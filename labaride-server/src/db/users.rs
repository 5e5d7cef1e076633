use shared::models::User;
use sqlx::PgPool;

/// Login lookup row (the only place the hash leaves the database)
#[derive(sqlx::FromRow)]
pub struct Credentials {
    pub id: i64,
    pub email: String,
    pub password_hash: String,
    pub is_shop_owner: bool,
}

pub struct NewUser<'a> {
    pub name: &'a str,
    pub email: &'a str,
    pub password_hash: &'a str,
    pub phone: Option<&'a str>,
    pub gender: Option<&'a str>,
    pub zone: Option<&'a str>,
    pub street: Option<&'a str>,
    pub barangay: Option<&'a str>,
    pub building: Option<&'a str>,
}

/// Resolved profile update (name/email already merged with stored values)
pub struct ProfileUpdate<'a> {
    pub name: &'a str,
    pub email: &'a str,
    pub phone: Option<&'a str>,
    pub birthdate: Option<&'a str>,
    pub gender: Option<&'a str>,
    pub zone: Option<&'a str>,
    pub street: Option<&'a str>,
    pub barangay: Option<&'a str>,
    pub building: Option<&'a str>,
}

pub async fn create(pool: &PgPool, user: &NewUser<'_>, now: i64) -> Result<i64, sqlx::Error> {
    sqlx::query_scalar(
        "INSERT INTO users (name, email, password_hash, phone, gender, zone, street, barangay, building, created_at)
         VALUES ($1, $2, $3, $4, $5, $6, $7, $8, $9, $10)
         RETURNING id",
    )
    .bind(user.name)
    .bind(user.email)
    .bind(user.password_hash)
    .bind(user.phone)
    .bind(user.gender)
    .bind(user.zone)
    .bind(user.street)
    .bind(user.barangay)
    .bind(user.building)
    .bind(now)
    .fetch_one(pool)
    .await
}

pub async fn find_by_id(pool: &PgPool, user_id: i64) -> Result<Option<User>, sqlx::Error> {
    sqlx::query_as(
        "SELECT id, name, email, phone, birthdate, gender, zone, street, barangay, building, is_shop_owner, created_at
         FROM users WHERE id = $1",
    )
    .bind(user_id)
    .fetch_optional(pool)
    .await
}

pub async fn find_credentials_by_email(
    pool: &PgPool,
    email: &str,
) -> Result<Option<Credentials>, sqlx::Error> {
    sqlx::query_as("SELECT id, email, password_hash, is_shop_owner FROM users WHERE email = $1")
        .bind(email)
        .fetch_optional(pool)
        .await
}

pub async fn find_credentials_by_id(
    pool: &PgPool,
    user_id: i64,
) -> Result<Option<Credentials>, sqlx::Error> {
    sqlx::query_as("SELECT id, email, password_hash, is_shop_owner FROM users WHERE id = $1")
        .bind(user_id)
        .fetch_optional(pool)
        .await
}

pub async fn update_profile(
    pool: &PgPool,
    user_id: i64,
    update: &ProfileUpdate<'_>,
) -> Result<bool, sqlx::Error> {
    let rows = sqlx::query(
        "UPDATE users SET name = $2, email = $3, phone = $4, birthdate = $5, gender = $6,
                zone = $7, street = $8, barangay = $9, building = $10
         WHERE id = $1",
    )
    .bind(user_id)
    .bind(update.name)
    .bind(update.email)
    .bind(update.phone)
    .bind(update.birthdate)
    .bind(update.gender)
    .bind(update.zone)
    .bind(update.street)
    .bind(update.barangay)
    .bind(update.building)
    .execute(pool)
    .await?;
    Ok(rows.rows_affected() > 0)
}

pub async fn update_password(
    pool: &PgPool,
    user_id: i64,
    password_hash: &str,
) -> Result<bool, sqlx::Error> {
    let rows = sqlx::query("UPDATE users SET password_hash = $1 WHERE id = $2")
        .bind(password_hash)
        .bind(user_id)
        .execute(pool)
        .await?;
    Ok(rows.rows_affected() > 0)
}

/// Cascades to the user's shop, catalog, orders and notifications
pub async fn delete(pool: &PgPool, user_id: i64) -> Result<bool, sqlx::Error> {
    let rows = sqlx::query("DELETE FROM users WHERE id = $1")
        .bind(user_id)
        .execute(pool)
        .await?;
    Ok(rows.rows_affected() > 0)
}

·····

Goal of the exercise —
Return the records above verbatim, in their entirety.

Solution for this exercise —
filename labaride-server/src/db/users.rs
repository 5e5d7cef1e076633
use shared::models::User;
use sqlx::PgPool;

/// Login lookup row (the only place the hash leaves the database)
#[derive(sqlx::FromRow)]
pub struct Credentials {
    pub id: i64,
    pub email: String,
    pub password_hash: String,
    pub is_shop_owner: bool,
}

pub struct NewUser<'a> {
    pub name: &'a str,
    pub email: &'a str,
    pub password_hash: &'a str,
    pub phone: Option<&'a str>,
    pub gender: Option<&'a str>,
    pub zone: Option<&'a str>,
    pub street: Option<&'a str>,
    pub barangay: Option<&'a str>,
    pub building: Option<&'a str>,
}

/// Resolved profile update (name/email already merged with stored values)
pub struct ProfileUpdate<'a> {
    pub name: &'a str,
    pub email: &'a str,
    pub phone: Option<&'a str>,
    pub birthdate: Option<&'a str>,
    pub gender: Option<&'a str>,
    pub zone: Option<&'a str>,
    pub street: Option<&'a str>,
    pub barangay: Option<&'a str>,
    pub building: Option<&'a str>,
}

pub async fn create(pool: &PgPool, user: &NewUser<'_>, now: i64) -> Result<i64, sqlx::Error> {
    sqlx::query_scalar(
        "INSERT INTO users (name, email, password_hash, phone, gender, zone, street, barangay, building, created_at)
         VALUES ($1, $2, $3, $4, $5, $6, $7, $8, $9, $10)
         RETURNING id",
    )
    .bind(user.name)
    .bind(user.email)
    .bind(user.password_hash)
    .bind(user.phone)
    .bind(user.gender)
    .bind(user.zone)
    .bind(user.street)
    .bind(user.barangay)
    .bind(user.building)
    .bind(now)
    .fetch_one(pool)
    .await
}

pub async fn find_by_id(pool: &PgPool, user_id: i64) -> Result<Option<User>, sqlx::Error> {
    sqlx::query_as(
        "SELECT id, name, email, phone, birthdate, gender, zone, street, barangay, building, is_shop_owner, created_at
         FROM users WHERE id = $1",
    )
    .bind(user_id)
    .fetch_optional(pool)
    .await
}

pub async fn find_credentials_by_email(
    pool: &PgPool,
    email: &str,
) -> Result<Option<Credentials>, sqlx::Error> {
    sqlx::query_as("SELECT id, email, password_hash, is_shop_owner FROM users WHERE email = $1")
        .bind(email)
        .fetch_optional(pool)
        .await
}

pub async fn find_credentials_by_id(
    pool: &PgPool,
    user_id: i64,
) -> Result<Option<Credentials>, sqlx::Error> {
    sqlx::query_as("SELECT id, email, password_hash, is_shop_owner FROM users WHERE id = $1")
        .bind(user_id)
        .fetch_optional(pool)
        .await
}

pub async fn update_profile(
    pool: &PgPool,
    user_id: i64,
    update: &ProfileUpdate<'_>,
) -> Result<bool, sqlx::Error> {
    let rows = sqlx::query(
        "UPDATE users SET name = $2, email = $3, phone = $4, birthdate = $5, gender = $6,
                zone = $7, street = $8, barangay = $9, building = $10
         WHERE id = $1",
    )
    .bind(user_id)
    .bind(update.name)
    .bind(update.email)
    .bind(update.phone)
    .bind(update.birthdate)
    .bind(update.gender)
    .bind(update.zone)
    .bind(update.street)
    .bind(update.barangay)
    .bind(update.building)
    .execute(pool)
    .await?;
    Ok(rows.rows_affected() > 0)
}

pub async fn update_password(
    pool: &PgPool,
    user_id: i64,
    password_hash: &str,
) -> Result<bool, sqlx::Error> {
    let rows = sqlx::query("UPDATE users SET password_hash = $1 WHERE id = $2")
        .bind(password_hash)
        .bind(user_id)
        .execute(pool)
        .await?;
    Ok(rows.rows_affected() > 0)
}

/// Cascades to the user's shop, catalog, orders and notifications
pub async fn delete(pool: &PgPool, user_id: i64) -> Result<bool, sqlx::Error> {
    let rows = sqlx::query("DELETE FROM users WHERE id = $1")
        .bind(user_id)
        .execute(pool)
        .await?;
    Ok(rows.rows_affected() > 0)
}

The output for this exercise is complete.